CORRECTIV alude ao projeto nazista de reassentamento da população judaica em Madagascar, que nunca foi executado. Não é a única reminiscência do Terceiro Reich que paira sobre a nova extrema direita. Segundo Sellner, existem três grupos-alvo de migração que deveriam deixar a Alemanha “para reverter a colonização de estrangeiros”. Trata-se de requerentes de asilo, de estrangeiros com direito de permanência e de “cidadãos não assimilados”. Estes últimos, salienta ele, são o maior “problema”.

Para garantir que estas medidas sejam aceitas pelos cidadãos, o terreno deve ser bem fertilizado e investido na batalha cultural para que os cidadãos vejam gradualmente as propostas de exclusão como cada vez mais aceitáveis. Uma batalha pela hegemonia cultural em termos Gramscianos. Ou seja, a luta que a Nova Direita já teorizou na década de 70 do século passado, e que vem travando há anos até alcançar, hoje, os seus melhores resultados, além de ter conseguido estender as suas propostas a outros partidos e contaminar debate público com os seus temas preferidos, principalmente aqueles que relacionam a imigração com a criminalidade ou a perda de identidade. A normalização progressiva da extrema direita em todo o planeta demonstra isso.

A remigração não deve ser feita rapidamente, é “um projeto de uma década”, explicou o influencer austríaco na sua apresentação. Para implementá-la, deve ser exercida uma “alta pressão de adaptação” sobre as pessoas, por exemplo, através de “leis personalizadas”. De acordo com o CORRECTIV, Sellner argumentou que o “poder metapolítico e pré-político” deve ser construído para “mudar o clima de opinião”. Ou seja: devemos investir na batalha cultural por todos os meios.

“A paisagem das ruas deve mudar, os restaurantes estrangeiros devem ser pressionados”, disse Ulrich Siegmund, líder do grupo parlamentar da AfD na Saxônia-Anhalt, durante a reunião, que defendeu tornar a vida dos migrantes na Saxônia-Anhalt “o menos atraente possível”.

As contradições da AfD

A Alternativa para a Alemanha apresenta-se publicamente como uma força democrática: “como partido do Estado de direito, a AfD define sem reservas o povo do Estado alemão como a soma de todas as pessoas que têm nacionalidade alemã”, afirma no seu site.

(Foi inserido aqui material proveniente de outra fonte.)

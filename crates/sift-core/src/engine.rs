//! Index coordination: load the cache, serve it, then embed what is new
//!
//! A run goes through these steps on background threads:
//!
//! 1. load the embedding model (failure is terminal and shown in the status)
//! 2. load the cached snapshot, drop entries the current policy rejects, and
//!    install it so queries work immediately
//! 3. scan the search root
//! 4. embed only paths missing from the installed snapshot
//! 5. append them, install the merged snapshot in one swap, persist it, and
//!    record the new paths in the audit log
//!
//! Only additions are detected. A path deleted from disk stays indexed until
//! the load-time filter drops it, which by default checks policy rather than
//! existence (see [`Config::prune_missing`]).

use std::collections::HashSet;
use std::path::{Path, PathBuf};
use std::sync::{Arc, OnceLock, PoisonError, RwLock};
use std::thread::JoinHandle;

use crate::audit::AuditLog;
use crate::cache::IndexCache;
use crate::classifier::{self, PathClassifier};
use crate::crawl::Crawler;
use crate::embed::{Embedder, ModelLoader};
use crate::search::{self, SearchHit, Searcher};
use crate::{Config, EMBED_BATCH_SIZE, EngineStatus, IndexSnapshot, Result, SiftError, discover};

/// Progress events emitted during a run.
#[derive(Debug, Clone)]
pub enum ProgressEvent {
    /// A cached snapshot was installed.
    CacheLoaded { entries: usize, filtered: usize },
    /// The scan finished.
    Scanned { found: usize, new: usize },
    /// Generating embeddings for new paths.
    Embedding { current: usize, total: usize },
    /// The merged snapshot was written to disk.
    Saved { entries: usize },
}

/// Type alias for progress callback.
pub type ProgressCallback = Box<dyn Fn(ProgressEvent) + Send + Sync>;

/// Stats from one run.
#[derive(Debug, Default, Clone, PartialEq, Eq)]
pub struct RunReport {
    /// Entries served from the cache after filtering
    pub cached: usize,
    /// Cached entries dropped by the load-time filter
    pub filtered: usize,
    /// Relevant paths found by the scan
    pub scanned: usize,
    /// Paths embedded in this run
    pub embedded: usize,
    /// Whether a merged snapshot was persisted
    pub saved: bool,
}

/// What the init thread hands back to [`Engine::wait`].
struct RunOutcome {
    report: RunReport,
    audit: Option<JoinHandle<()>>,
}

/// State the worker writes and readers observe.
///
/// The worker is the only writer. Each write replaces a whole value, so a
/// reader sees either the previous snapshot or the next one, never a mix.
struct Shared {
    status: RwLock<EngineStatus>,
    snapshot: RwLock<Option<Arc<IndexSnapshot>>>,
    embedder: OnceLock<Arc<dyn Embedder>>,
}

impl Shared {
    fn new() -> Self {
        Self {
            status: RwLock::new(EngineStatus::Initializing),
            snapshot: RwLock::new(None),
            embedder: OnceLock::new(),
        }
    }

    fn status(&self) -> EngineStatus {
        self.status
            .read()
            .unwrap_or_else(PoisonError::into_inner)
            .clone()
    }

    fn set_status(&self, status: EngineStatus) {
        tracing::debug!("Status: {}", status);
        *self.status.write().unwrap_or_else(PoisonError::into_inner) = status;
    }

    fn snapshot(&self) -> Option<Arc<IndexSnapshot>> {
        self.snapshot
            .read()
            .unwrap_or_else(PoisonError::into_inner)
            .clone()
    }

    fn install(&self, snapshot: Arc<IndexSnapshot>) {
        *self.snapshot.write().unwrap_or_else(PoisonError::into_inner) = Some(snapshot);
    }

    fn is_ready(&self) -> bool {
        self.snapshot
            .read()
            .unwrap_or_else(PoisonError::into_inner)
            .is_some()
    }
}

/// Read-only view of a running engine. Cheap to clone; never blocks on indexing.
#[derive(Clone)]
pub struct EngineHandle {
    shared: Arc<Shared>,
    top_k: usize,
}

impl EngineHandle {
    pub fn status(&self) -> EngineStatus {
        self.shared.status()
    }

    /// The status as shown to users.
    pub fn get_status(&self) -> String {
        self.status().to_string()
    }

    /// The currently installed snapshot, if any.
    pub fn snapshot(&self) -> Option<Arc<IndexSnapshot>> {
        self.shared.snapshot()
    }

    /// True once queries are answered from a real index.
    pub fn is_ready(&self) -> bool {
        self.shared.embedder.get().is_some() && self.shared.is_ready()
    }

    /// A searcher pinned to the snapshot installed right now.
    pub fn searcher(&self) -> Result<Searcher> {
        let embedder = self
            .shared
            .embedder
            .get()
            .cloned()
            .ok_or(SiftError::NotReady)?;
        let snapshot = self.shared.snapshot().ok_or(SiftError::NotReady)?;
        Ok(Searcher::new(embedder, snapshot))
    }

    /// Search with the configured result count.
    pub fn search(&self, query: &str) -> Result<Vec<SearchHit>> {
        self.search_top(query, self.top_k)
    }

    /// Search for the `top_k` best matches; before the index is usable this
    /// returns a single "not ready" hit instead of an error.
    pub fn search_top(&self, query: &str, top_k: usize) -> Result<Vec<SearchHit>> {
        match self.searcher() {
            Ok(searcher) => searcher.search(query, top_k),
            Err(SiftError::NotReady) => Ok(search::not_ready()),
            Err(e) => Err(e),
        }
    }
}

Os imigrantes com passaporte alemão são “tão alemães como os descendentes de uma família que vive na Alemanha há séculos” e “não existem cidadãos de primeira e segunda classe para nós” são algumas das suas afirmações.

Na verdade, esta tarde, depois de tomar conhecimento da investigação da CORRECTIV, a AfD confirmou por escrito à agência de notícias AFP que Roland Hartwig tinha participado na reunião, mas que ali “simplesmente apresentou um projeto de mídia social”. Neste sentido, garantiram que o partido não aplica as ideias de Sellner sobre a política de imigração.

As ideias de Sellner

A remigração que Sellner defende propõe a criação de um Estado no Norte da África para onde todos os expulsos possam ser deportados, e considera a opção de enviar também para lá defensores de refugiados. Da mesma forma, lança outro termo presente no vocabulário da extrema direita: a chamada “escolha étnica”. Neste sentido, Sellner sublinhou que os estrangeiros não vivem apenas na Alemanha, “eles também votam aqui”.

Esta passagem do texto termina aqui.